- _Recorded data_:
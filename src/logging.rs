//! Diagnostic logging.
//!
//! Diagnostics go to stderr through `tracing`. The filter is read from
//! `PONS_LOG` (same syntax as `RUST_LOG`) and defaults to `warn`, so an
//! interactive session only shows problems that were swallowed on purpose.

use std::fmt::Display;
use tracing_subscriber::EnvFilter;

/// Environment variable holding the log filter directive.
pub const LOG_ENV: &str = "PONS_LOG";

/// Installs the global stderr subscriber. Safe to call more than once.
pub fn init() {
    let filter = EnvFilter::try_from_env(LOG_ENV).unwrap_or_else(|_| EnvFilter::new("warn"));

    let _ = tracing_subscriber::fmt()
        .with_env_filter(filter)
        .with_writer(std::io::stderr)
        .with_target(false)
        .without_time()
        .try_init();
}

/// Runs a side effect whose failure must not affect the caller.
///
/// Errors are logged at `warn` with `what` as context and then dropped.
/// Returns `true` when the side effect succeeded.
pub fn best_effort<E: Display>(what: &str, result: Result<(), E>) -> bool {
    match result {
        Ok(()) => true,
        Err(e) => {
            tracing::warn!("could not {what}: {e}");
            false
        }
    }
}
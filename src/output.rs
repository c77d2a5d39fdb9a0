//! Global output configuration.
//!
//! Holds the process-wide colour setting consulted by [`crate::ui::Style`].
//! Colours can be disabled via the `--no-color` flag or the `NO_COLOR`
//! environment variable.

use std::sync::OnceLock;

/// Global output configuration.
static OUTPUT_CONFIG: OnceLock<OutputConfig> = OnceLock::new();

/// Output configuration settings.
#[derive(Debug, Clone)]
pub struct OutputConfig {
    /// Disable colored output.
    pub no_color: bool,
}

impl Default for OutputConfig {
    fn default() -> Self {
        Self {
            // Check NO_COLOR environment variable (https://no-color.org/)
            no_color: std::env::var("NO_COLOR").is_ok(),
        }
    }
}

/// Initialize the global output configuration.
///
/// This should be called once at startup with the CLI flags.
/// If called multiple times, subsequent calls are ignored.
pub fn init(config: OutputConfig) {
    let _ = OUTPUT_CONFIG.set(config);
}

/// Get the current output configuration.
pub fn config() -> &'static OutputConfig {
    OUTPUT_CONFIG.get_or_init(OutputConfig::default)
}

/// Check if colors are disabled.
pub fn is_no_color() -> bool {
    config().no_color
}
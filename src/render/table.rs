//! Borderless fixed-width column layout.

use std::io::{self, Write};

/// Width assumed when the terminal size cannot be detected.
pub const FALLBACK_WIDTH: usize = 80;

/// Current terminal width in columns, or [`FALLBACK_WIDTH`].
pub fn terminal_width() -> usize {
    crossterm::terminal::size()
        .ok()
        .map(|(cols, _)| usize::from(cols))
        .filter(|&cols| cols > 0)
        .unwrap_or(FALLBACK_WIDTH)
}

/// Rows of text laid out in columns of fixed width.
///
/// Cells longer than their column wrap onto following lines; shorter cells
/// are padded. There are no borders or separators.
#[derive(Debug, Clone)]
pub struct Table {
    widths: Vec<usize>,
    header: Option<Vec<String>>,
    rows: Vec<Vec<String>>,
}

impl Table {
    pub fn new(widths: Vec<usize>) -> Self {
        Self {
            widths: widths.into_iter().map(|w| w.max(1)).collect(),
            header: None,
            rows: Vec::new(),
        }
    }

    /// Two equal columns that together span `total_width`.
    pub fn two_column(total_width: usize) -> Self {
        let half = total_width / 2;
        Self::new(vec![half, half])
    }

    pub fn with_header<S: Into<String>>(mut self, header: impl IntoIterator<Item = S>) -> Self {
        self.header = Some(header.into_iter().map(Into::into).collect());
        self
    }

    pub fn push_row<S: Into<String>>(&mut self, row: impl IntoIterator<Item = S>) {
        self.rows.push(row.into_iter().map(Into::into).collect());
    }

    pub fn render(&self, out: &mut impl Write) -> io::Result<()> {
        if let Some(header) = &self.header {
            self.render_row(out, header)?;
        }
        for row in &self.rows {
            self.render_row(out, row)?;
        }
        Ok(())
    }

    fn render_row(&self, out: &mut impl Write, row: &[String]) -> io::Result<()> {
        let cells: Vec<Vec<String>> = self
            .widths
            .iter()
            .enumerate()
            .map(|(i, &width)| wrap(row.get(i).map_or("", String::as_str), width))
            .collect();
        let height = cells.iter().map(Vec::len).max().unwrap_or(0);

        for line_no in 0..height {
            let mut line = String::new();
            for (cell, &width) in cells.iter().zip(&self.widths) {
                let text = cell.get(line_no).map_or("", String::as_str);
                line.push_str(text);
                let pad = width.saturating_sub(text.chars().count());
                line.extend(std::iter::repeat_n(' ', pad));
            }
            writeln!(out, "{}", line.trim_end())?;
        }
        Ok(())
    }
}

/// Splits `text` into lines of at most `width` characters, breaking at
/// whitespace where possible and inside words where not.
///
/// Text that already fits on one line is returned verbatim.
fn wrap(text: &str, width: usize) -> Vec<String> {
    if !text.contains('\n') && text.chars().count() <= width {
        return vec![text.to_string()];
    }

    let mut lines = Vec::new();
    let mut current = String::new();
    let mut current_len = 0;

    for word in text.split_whitespace() {
        let mut word: Vec<char> = word.chars().collect();

        if current_len > 0 && current_len + 1 + word.len() <= width {
            current.push(' ');
            current.extend(&word);
            current_len += 1 + word.len();
            continue;
        }

        if current_len > 0 {
            lines.push(std::mem::take(&mut current));
            current_len = 0;
        }

        while word.len() > width {
            let rest = word.split_off(width);
            lines.push(word.into_iter().collect());
            word = rest;
        }
        current.extend(&word);
        current_len = word.len();
    }

    if current_len > 0 || lines.is_empty() {
        lines.push(current);
    }
    lines
}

- _Your instructions_: Return, unchanged, the run of lines above that opens with the line containing "let _ = tracing_subscriber::fmt()" and closes with the line containing "Colours can be". Include both.

- _Output below_:
    let _ = tracing_subscriber::fmt()
        .with_env_filter(filter)
        .with_writer(std::io::stderr)
        .with_target(false)
        .without_time()
        .try_init();
}

/// Runs a side effect whose failure must not affect the caller.
///
/// Errors are logged at `warn` with `what` as context and then dropped.
/// Returns `true` when the side effect succeeded.
pub fn best_effort<E: Display>(what: &str, result: Result<(), E>) -> bool {
    match result {
        Ok(()) => true,
        Err(e) => {
            tracing::warn!("could not {what}: {e}");
            false
        }
    }
}
filename src/output.rs
repository c77d2a5d39fdb9a0
//! Global output configuration.
//!
//! Holds the process-wide colour setting consulted by [`crate::ui::Style`].
//! Colours can be disabled via the `--no-color` flag or the `NO_COLOR`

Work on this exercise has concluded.